*PROMPT*. Take each line of the data that contains the string "Result" and copy it.

*DATA PROVIDED*.
// src/utils/db_connect.rs - Scoped PostgreSQL store acquisition
//
// The store is opened per logical operation and released when the client
// drops, on every exit path. There is no process-wide pool or ambient
// connection state.

use std::time::Duration;

use anyhow::{Context, Result};
use log::{info, warn};
use tokio_postgres::{Client, Config, NoTls};

/// Connection settings for the match store.
#[derive(Debug, Clone)]
pub struct StoreConfig {
    config: Config,
}

impl StoreConfig {
    /// Reads PostgreSQL settings from environment variables, with the usual
    /// local-development defaults.
    pub fn from_env() -> Self {
        let host = std::env::var("POSTGRES_HOST").unwrap_or_else(|_| "127.0.0.1".to_string());
        let port = std::env::var("POSTGRES_PORT")
            .unwrap_or_else(|_| "5432".to_string())
            .parse::<u16>()
            .unwrap_or(5432);
        let dbname = std::env::var("POSTGRES_DB").unwrap_or_else(|_| "gazette".to_string());
        let user = std::env::var("POSTGRES_USER").unwrap_or_else(|_| "postgres".to_string());
        let password = std::env::var("POSTGRES_PASSWORD").unwrap_or_default();

        info!(
            "Store config: Host={}, Port={}, DB={}, User={}",
            host, port, dbname, user
        );

        let mut config = Config::new();
        config
            .host(&host)
            .port(port)
            .dbname(&dbname)
            .user(&user)
            .password(&password);
        config.application_name("gazette_recon");
        config.connect_timeout(Duration::from_secs(10));
        Self { config }
    }

    pub fn pg_config(&self) -> &Config {
        &self.config
    }
}

/// Opens a store handle for one logical operation. The connection driver is
/// detached onto the runtime and winds down when the returned client drops.
/// Failure here is the StoreUnavailable case: fatal for the call, surfaced
/// to the caller.
pub async fn connect_store(config: &StoreConfig) -> Result<Client> {
    let (client, connection) = config
        .pg_config()
        .connect(NoTls)
        .await
        .context("Store unavailable: failed to connect to PostgreSQL")?;

    tokio::spawn(async move {
        if let Err(e) = connection.await {
            warn!("Store connection task ended with error: {}", e);
        }
    });

    Ok(client)
}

*FINAL ANSWER*.
use anyhow::{Context, Result};
pub async fn connect_store(config: &StoreConfig) -> Result<Client> {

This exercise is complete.